- **Task statement**:
Write out again each line of the material below, unchanged, from the first one to the line that holds "pub fn target_stamp_column(stamp: StampWidth, timestamp: u32)".

++++

//! Decode worker
//!
//! Drains the receiver channel through the [`Decoder`] and the
//! [`LineComposer`], in arrival order.
//!
//! # Shutdown
//!
//! | Cause                    | Behavior                                    |
//! |--------------------------|---------------------------------------------|
//! | channel disconnected     | flush pending line, return stats            |
//! | `ReceiverEvent::Failed`  | flush pending line, return `Transport` error|
//! | running flag cleared     | decode queued chunks, flush, return stats   |

use crate::decoder::{Decoded, Decoder};
use crate::emitter::{LineComposer, LineSink};
use crate::error::{Result, TriceError};
use crate::pipeline::receiver::ReceiverEvent;
use crate::types::StampWidth;
use crossbeam_channel::{Receiver, RecvTimeoutError, TryRecvError};
use std::sync::atomic::{AtomicBool, Ordering};
use std::sync::Arc;
use std::time::Duration;

/// How long the worker waits for bytes before re-checking the running flag
const POLL_INTERVAL: Duration = Duration::from_millis(50);

/// Counters reported when the pipeline stops
#[derive(Debug, Clone, Copy, Default, PartialEq, Eq)]
pub struct PipelineStats {
    /// Bytes fed to the framer
    pub bytes: u64,
    /// Records decoded
    pub records: u64,
    /// Framing errors (resynchronizations)
    pub framing_errors: u64,
    /// Lines handed to the sink
    pub lines: u64,
}

/// Device stamp column printed in front of a line
pub fn target_stamp_column(stamp: StampWidth, timestamp: u32) -> String {
    match stamp {
        StampWidth::None => format!("time:{:8}", ""),
        StampWidth::Bits16 | StampWidth::Bits32 => format!("time:{:8x}", timestamp),
    }
}

/// Consumer side of the decode pipeline
pub struct DecodeWorker<S: LineSink> {
    decoder: Decoder,
    composer: LineComposer<S>,
    events: Receiver<ReceiverEvent>,
    running: Arc<AtomicBool>,
    target_stamp: bool,
}

impl<S: LineSink> DecodeWorker<S> {
    /// Create a worker
    pub fn new(
        decoder: Decoder,
        composer: LineComposer<S>,
        events: Receiver<ReceiverEvent>,
        running: Arc<AtomicBool>,
    ) -> Self {
        Self {
            decoder,
            composer,
            events,
            running,
            target_stamp: false,
        }
    }

    /// Prefix each new line with the device stamp column
    pub fn with_target_stamp(mut self, enabled: bool) -> Self {
        self.target_stamp = enabled;
        self
    }

    /// Current counters
    pub fn stats(&self) -> PipelineStats {
        let framer = self.decoder.stats();
        PipelineStats {
            bytes: framer.bytes,
            records: framer.records,
            framing_errors: framer.framing_errors,
            lines: self.composer.lines(),
        }
    }

    /// Access the composer (and through it the sink)
    pub fn composer(&self) -> &LineComposer<S> {
        &self.composer
    }

    /// Run until the input ends, fails or the running flag clears
    pub fn run(&mut self) -> Result<PipelineStats> {
        tracing::info!("Decode worker started");

        let outcome = self.receive_loop();
        let flushed = self.composer.flush();

        let stats = self.stats();
        tracing::info!(
            "Decode worker stopped: {} bytes, {} records, {} framing errors, {} lines",
            stats.bytes,
            stats.records,
            stats.framing_errors,
            stats.lines
        );

        if let Err(e) = &outcome {
            tracing::error!("Decoding aborted: {}", e);
        }
        outcome?;
        flushed?;
        Ok(stats)
    }

    fn receive_loop(&mut self) -> Result<()> {
        loop {
            if !self.running.load(Ordering::SeqCst) {
                tracing::debug!("Stop requested, draining queued input");
                return self.drain();
            }
            match self.events.recv_timeout(POLL_INTERVAL) {
                Ok(event) => self.handle(event)?,
                Err(RecvTimeoutError::Timeout) => continue,
                Err(RecvTimeoutError::Disconnected) => return Ok(()),
            }
        }
    }

    /// Decode everything already queued without waiting for more
    fn drain(&mut self) -> Result<()> {
        loop {
            match self.events.try_recv() {
                Ok(event) => self.handle(event)?,
                Err(TryRecvError::Empty) | Err(TryRecvError::Disconnected) => return Ok(()),
            }
        }
    }

    fn handle(&mut self, event: ReceiverEvent) -> Result<()> {
        match event {
            ReceiverEvent::Bytes(bytes) => self.consume(&bytes),
            ReceiverEvent::Failed(message) => Err(TriceError::Transport(message)),
        }
    }

    fn consume(&mut self, bytes: &[u8]) -> Result<()> {
        self.decoder.push(bytes);
        while let Some(next) = self.decoder.next_decoded() {
            match next {
                Ok(decoded) => self.emit(&decoded)?,
                Err(e) => tracing::debug!("{}", e),
            }
        }
        Ok(())
    }

    fn emit(&mut self, decoded: &Decoded) -> Result<()> {
        if self.target_stamp && self.composer.is_line_start() {
            let column = target_stamp_column(decoded.record.stamp, decoded.record.timestamp);
            self.composer.write(&column)?;
        }
        self.composer.write(&decoded.text)
    }
}
//! Stream framer
//!
//! Turns an unbounded byte stream into [`TraceRecord`]s. The framer is a
//! three-state machine:
//!
//! - `Syncing` - discard bytes up to the next sync byte and parse a header
//! - `InFrame` - wait until the payload described by the ID's layout is complete
//! - `Emit` - hand out the record (or a framing error) and return to `Syncing`
//!
//! On any framing error the framer drops the sync byte it started from and
//! searches again, so one corrupt frame costs at most the bytes up to the
//! next valid header.

use crate::decoder::cipher::{BlockDecryptor, Xtea};
use crate::decoder::wire::{
    parse_header, Endianness, FrameFormat, FrameHeader, HeaderParse, Measure, ParamLayout, SYNC,
};
use crate::error::{Result, TriceError};
use crate::id::FormatTable;
use crate::types::{StampWidth, TriceId};
use std::collections::HashMap;

/// One decoded trice
#[derive(Debug, Clone, PartialEq, Eq)]
pub struct TraceRecord {
    /// Format key
    pub id: TriceId,
    /// Width of the device timestamp
    pub stamp: StampWidth,
    /// Device timestamp, 0 without stamp
    pub timestamp: u32,
    /// Parameter bytes in host byte order
    pub params: Vec<u8>,
}

/// Counters kept by the framer
#[derive(Debug, Clone, Copy, Default, PartialEq, Eq)]
pub struct FramerStats {
    /// Bytes accepted (after decryption)
    pub bytes: u64,
    /// Records emitted
    pub records: u64,
    /// Framing errors reported
    pub framing_errors: u64,
    /// Bytes skipped while searching for a sync byte
    pub skipped: u64,
}

#[derive(Debug, Clone, Copy)]
enum FramerState {
    Syncing,
    InFrame(FrameHeader),
}

/// Framer configuration
#[derive(Debug, Clone, Default)]
pub struct FramerConfig {
    pub format: FrameFormat,
    pub endianness: Endianness,
    pub cipher: Option<Xtea>,
}

/// Byte stream to record converter
#[derive(Debug)]
pub struct StreamFramer {
    format: FrameFormat,
    endianness: Endianness,
    layouts: HashMap<TriceId, ParamLayout>,
    decryptor: Option<BlockDecryptor>,
    buf: Vec<u8>,
    state: FramerState,
    stats: FramerStats,
}

impl StreamFramer {
    /// Create a framer resolving IDs against `table`. Entries whose macro
    /// type cannot be decoded are skipped and later reported as unknown IDs.
    pub fn new(table: &FormatTable, config: FramerConfig) -> Self {
        let mut layouts = HashMap::with_capacity(table.len());
        for (id, fmt) in table.iter() {
            match ParamLayout::from_fmt(fmt) {
                Ok(layout) => {
                    layouts.insert(id, layout);
                }
                Err(e) => tracing::warn!("ID {} cannot be decoded: {}", id, e),
            }
        }
        Self {
            format: config.format,
            endianness: config.endianness,
            layouts,
            decryptor: config.cipher.map(BlockDecryptor::new),
            buf: Vec::with_capacity(1024),
            state: FramerState::Syncing,
            stats: FramerStats::default(),
        }
    }

    /// Parameter layout registered for `id`
    pub fn layout(&self, id: TriceId) -> Option<&ParamLayout> {
        self.layouts.get(&id)
    }

    /// Counters so far
    pub fn stats(&self) -> FramerStats {
        self.stats
    }

    /// Bytes buffered but not yet consumed
    pub fn buffered(&self) -> usize {
        self.buf.len()
    }

    /// Append received bytes
    pub fn push(&mut self, bytes: &[u8]) {
        let before = self.buf.len();
        match &mut self.decryptor {
            Some(decryptor) => decryptor.push(bytes, &mut self.buf),
            None => self.buf.extend_from_slice(bytes),
        }
        self.stats.bytes += (self.buf.len() - before) as u64;
    }

    /// Decode the next record. `None` means more bytes are needed.
    pub fn next_record(&mut self) -> Option<Result<TraceRecord>> {
        loop {
            match self.state {
                FramerState::Syncing => {
                    let start = self.buf.iter().position(|b| *b == SYNC);
                    let skip = start.unwrap_or(self.buf.len());
                    if skip > 0 {
                        tracing::trace!("Skipping {} bytes before sync", skip);
                        self.stats.skipped += skip as u64;
                        self.buf.drain(..skip);
                    }
                    if self.buf.is_empty() {
                        return None;
                    }

                    let header = match parse_header(&self.buf, self.format, self.endianness) {
                        HeaderParse::Incomplete => return None,
                        HeaderParse::Invalid(message) => return Some(Err(self.resync(message))),
                        HeaderParse::Complete(header) => header,
                    };
                    if !self.layouts.contains_key(&header.id) {
                        let message = format!("unknown ID {}", header.id);
                        return Some(Err(self.resync(message)));
                    }
                    self.state = FramerState::InFrame(header);
                }
                FramerState::InFrame(header) => {
                    let payload = &self.buf[header.len..];
                    let Some(layout) = self.layouts.get(&header.id) else {
                        return Some(Err(self.resync(format!("unknown ID {}", header.id))));
                    };

                    let payload_len = match (layout.measure(payload, self.endianness), header.declared_len) {
                        (Measure::TooLong(n), _) => {
                            let message = format!("ID {} payload of {} bytes too long", header.id, n);
                            return Some(Err(self.resync(message)));
                        }
                        (Measure::Need(_), None) => return None,
                        (Measure::Done(n), None) => n,
                        (measured, Some(declared)) => {
                            if payload.len() < declared {
                                return None;
                            }
                            match layout.measure(&payload[..declared], self.endianness) {
                                Measure::Done(n) if n == declared => n,
                                _ => {
                                    let message = format!(
                                        "ID {} declares {} payload bytes, layout needs {:?}",
                                        header.id, declared, measured
                                    );
                                    return Some(Err(self.resync(message)));
                                }
                            }
                        }
                    };

                    // Emit
                    let params = layout.to_host(&payload[..payload_len], self.endianness);
                    let record = TraceRecord {
                        id: header.id,
                        stamp: header.stamp,
                        timestamp: header.timestamp,
                        params,
                    };
                    self.buf.drain(..header.len + payload_len);
                    self.state = FramerState::Syncing;
                    self.stats.records += 1;
                    return Some(Ok(record));
                }
            }
        }
    }

    /// Drain every complete record from the buffer
    pub fn records(&mut self) -> Vec<Result<TraceRecord>> {
        std::iter::from_fn(|| self.next_record()).collect()
    }

    fn resync(&mut self, message: String) -> TriceError {
        self.stats.framing_errors += 1;
        if !self.buf.is_empty() {
            self.buf.remove(0);
        }
        self.state = FramerState::Syncing;
        let error = TriceError::Framing(message);
        tracing::debug!("{}", error);
        error
    }
}

#[cfg(test)]
mod tests {
    use super::*;
    use crate::decoder::wire::{pack_params, FrameEncoder, ParamValue};
    use crate::types::TriceFmt;

    fn table() -> FormatTable {
        [
            (TriceId(100), TriceFmt::new("TRICE8_2", "%d %d")),
            (TriceId(200), TriceFmt::new("TRICE_S", "sig:%s")),
            (TriceId(300), TriceFmt::new("TRICE32", "%x")),
        ]
        .into_iter()
        .collect()
    }

    fn encode(config: &FramerConfig, id: u32, values: &[ParamValue]) -> (Vec<u8>, Vec<u8>) {
        let table = table();
        let layout = ParamLayout::from_fmt(table.get(TriceId(id)).unwrap()).unwrap();
        let params = pack_params(&layout, values);
        let frame = FrameEncoder::new(config.format, config.endianness).encode(
            TriceId(id),
            StampWidth::Bits32,
            0x3232_3232,
            &layout,
            &params,
        );
        (frame, params)
    }

    #[test]
    fn test_single_frame() {
        let config = FramerConfig::default();
        let (frame, params) = encode(&config, 100, &[ParamValue::Int(-1), ParamValue::Int(2)]);
        let mut framer = StreamFramer::new(&table(), config);
        framer.push(&frame);
        let record = framer.next_record().unwrap().unwrap();
        assert_eq!(record.id, TriceId(100));
        assert_eq!(record.timestamp, 0x3232_3232);
        assert_eq!(record.params, params);
        assert!(framer.next_record().is_none());
    }

    #[test]
    fn test_fragmented_delivery() {
        let config = FramerConfig {
            endianness: Endianness::Big,
            ..FramerConfig::default()
        };
        let (frame, params) = encode(&config, 200, &[ParamValue::Str("hello".into())]);
        let mut framer = StreamFramer::new(&table(), config);
        for byte in &frame[..frame.len() - 1] {
            framer.push(std::slice::from_ref(byte));
            assert!(framer.next_record().is_none());
        }
        framer.push(&frame[frame.len() - 1..]);
        assert_eq!(framer.next_record().unwrap().unwrap().params, params);
    }

    #[test]
    fn test_garbage_and_unknown_id_resync() {
        let config = FramerConfig::default();
        let (good, _) = encode(&config, 300, &[ParamValue::Int(7)]);
        let mut stream = vec![0x00, 0x11, SYNC, 0x00, 0x99, 0x99];
        stream.extend_from_slice(&good);

        let mut framer = StreamFramer::new(&table(), config);
        framer.push(&stream);
        let results = framer.records();
        assert_eq!(results.len(), 2);
        assert!(matches!(results[0], Err(TriceError::Framing(_))));
        assert_eq!(results[1].as_ref().unwrap().id, TriceId(300));
        assert_eq!(framer.stats().framing_errors, 1);
        assert_eq!(framer.stats().records, 1);
    }

    #[test]
    fn test_explicit_length_mismatch() {
        let config = FramerConfig {
            format: FrameFormat::ExplicitLength,
            ..FramerConfig::default()
        };
        let (mut frame, _) = encode(&config, 100, &[ParamValue::Int(1), ParamValue::Int(2)]);
        // declared length 2 -> 3
        frame[4] = 3;
        frame.push(0);
        let mut framer = StreamFramer::new(&table(), config);
        framer.push(&frame);
        assert!(matches!(framer.next_record(), Some(Err(TriceError::Framing(_)))));
    }

    #[test]
    fn test_encrypted_stream() {
        let cipher = Xtea::from_passphrase("MySecret").unwrap();
        let config = FramerConfig {
            cipher: Some(cipher.clone()),
            ..FramerConfig::default()
        };
        let (mut frame, params) = encode(&config, 300, &[ParamValue::Int(0x55)]);
        while frame.len() % 8 != 0 {
            frame.push(0);
        }
        cipher.encrypt(&mut frame);

        let mut framer = StreamFramer::new(&table(), config);
        framer.push(&frame);
        assert_eq!(framer.next_record().unwrap().unwrap().params, params);
    }
}
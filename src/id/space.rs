//! Allocator for unused IDs
//!
//! The [`IdSpace`] is recomputed once per synchronization pass as the full
//! configured range minus every ID already known to the format table or the
//! location table. IDs are handed out in policy order and never reused within
//! the pass.
//!
//! Only the used IDs are stored. The free IDs are the still unvisited part of
//! the range, walked by a cursor from the policy's end, so a 32-bit range
//! costs no more than a small one.

use crate::id::table::{FormatTable, LocationTable};
use crate::types::{IdRange, TriceId};
use serde::{Deserialize, Serialize};
use std::collections::BTreeSet;

/// Order in which fresh IDs are handed out
#[derive(Debug, Clone, Copy, PartialEq, Eq, Serialize, Deserialize, Default)]
#[serde(rename_all = "lowercase")]
pub enum IdPolicy {
    /// Smallest free ID first
    #[default]
    Upward,
    /// Largest free ID first
    Downward,
}

impl std::fmt::Display for IdPolicy {
    fn fmt(&self, f: &mut std::fmt::Formatter<'_>) -> std::fmt::Result {
        match self {
            IdPolicy::Upward => write!(f, "upward"),
            IdPolicy::Downward => write!(f, "downward"),
        }
    }
}

impl std::str::FromStr for IdPolicy {
    type Err = String;

    fn from_str(s: &str) -> std::result::Result<Self, Self::Err> {
        match s {
            "upward" => Ok(IdPolicy::Upward),
            "downward" => Ok(IdPolicy::Downward),
            other => Err(format!("unknown ID policy `{}`", other)),
        }
    }
}

/// Drift between the two persisted tables found while building the space
#[derive(Debug, Clone, Default, PartialEq, Eq)]
pub struct TableDrift {
    /// IDs present in the format table only
    pub only_in_formats: Vec<TriceId>,
    /// IDs present in the location table only
    pub only_in_locations: Vec<TriceId>,
}

impl TableDrift {
    /// Whether both tables agree on their key sets
    pub fn is_empty(&self) -> bool {
        self.only_in_formats.is_empty() && self.only_in_locations.is_empty()
    }
}

/// Ordered pool of unused IDs
#[derive(Debug, Clone)]
pub struct IdSpace {
    /// Unvisited part of the range, `None` once exhausted
    window: Option<(u32, u32)>,
    /// IDs inside the range that must not be handed out
    used: BTreeSet<TriceId>,
    policy: IdPolicy,
}

impl IdSpace {
    /// Compute the free IDs of `range` and report table drift
    pub fn compute(
        range: IdRange,
        policy: IdPolicy,
        formats: &FormatTable,
        locations: &LocationTable,
    ) -> (Self, TableDrift) {
        let used_fmt: BTreeSet<TriceId> = formats.ids().collect();
        let used_loc: BTreeSet<TriceId> = locations.ids().collect();

        let mut drift = TableDrift::default();
        for id in used_fmt.difference(&used_loc) {
            tracing::info!("ID {} only inside the ID list", id);
            drift.only_in_formats.push(*id);
        }
        for id in used_loc.difference(&used_fmt) {
            tracing::info!("ID {} only inside the location list", id);
            drift.only_in_locations.push(*id);
        }

        let lo = range.min.max(1);
        let window = (lo <= range.max).then_some((lo, range.max));
        let used = used_fmt
            .union(&used_loc)
            .copied()
            .filter(|id| window.is_some_and(|(lo, hi)| (lo..=hi).contains(&id.value())))
            .collect();

        (
            Self {
                window,
                used,
                policy,
            },
            drift,
        )
    }

    /// Take the next free ID, `None` once the range is exhausted
    pub fn next_id(&mut self) -> Option<TriceId> {
        while let Some((lo, hi)) = self.window {
            let value = match self.policy {
                IdPolicy::Upward => lo,
                IdPolicy::Downward => hi,
            };
            self.window = match (lo == hi, self.policy) {
                (true, _) => None,
                (false, IdPolicy::Upward) => Some((lo + 1, hi)),
                (false, IdPolicy::Downward) => Some((lo, hi - 1)),
            };
            let id = TriceId(value);
            if !self.used.remove(&id) {
                return Some(id);
            }
        }
        None
    }

    /// Withdraw an ID that is already in use somewhere
    pub fn reserve(&mut self, id: TriceId) -> bool {
        self.in_window(id) && self.used.insert(id)
    }

    /// Number of IDs left
    pub fn remaining(&self) -> usize {
        let Some((lo, hi)) = self.window else {
            return 0;
        };
        let span = u64::from(hi - lo) + 1;
        let taken = self.used.range(TriceId(lo)..=TriceId(hi)).count() as u64;
        usize::try_from(span - taken).unwrap_or(usize::MAX)
    }

    /// Whether a specific ID is still free
    pub fn is_free(&self, id: TriceId) -> bool {
        self.in_window(id) && !self.used.contains(&id)
    }

    fn in_window(&self, id: TriceId) -> bool {
        self.window.is_some_and(|(lo, hi)| (lo..=hi).contains(&id.value()))
    }
}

++++

- **Finished exercise**:
//! Decode worker
//!
//! Drains the receiver channel through the [`Decoder`] and the
//! [`LineComposer`], in arrival order.
//!
//! # Shutdown
//!
//! | Cause                    | Behavior                                    |
//! |--------------------------|---------------------------------------------|
//! | channel disconnected     | flush pending line, return stats            |
//! | `ReceiverEvent::Failed`  | flush pending line, return `Transport` error|
//! | running flag cleared     | decode queued chunks, flush, return stats   |

use crate::decoder::{Decoded, Decoder};
use crate::emitter::{LineComposer, LineSink};
use crate::error::{Result, TriceError};
use crate::pipeline::receiver::ReceiverEvent;
use crate::types::StampWidth;
use crossbeam_channel::{Receiver, RecvTimeoutError, TryRecvError};
use std::sync::atomic::{AtomicBool, Ordering};
use std::sync::Arc;
use std::time::Duration;

/// How long the worker waits for bytes before re-checking the running flag
const POLL_INTERVAL: Duration = Duration::from_millis(50);

/// Counters reported when the pipeline stops
#[derive(Debug, Clone, Copy, Default, PartialEq, Eq)]
pub struct PipelineStats {
    /// Bytes fed to the framer
    pub bytes: u64,
    /// Records decoded
    pub records: u64,
    /// Framing errors (resynchronizations)
    pub framing_errors: u64,
    /// Lines handed to the sink
    pub lines: u64,
}

/// Device stamp column printed in front of a line
pub fn target_stamp_column(stamp: StampWidth, timestamp: u32) -> String {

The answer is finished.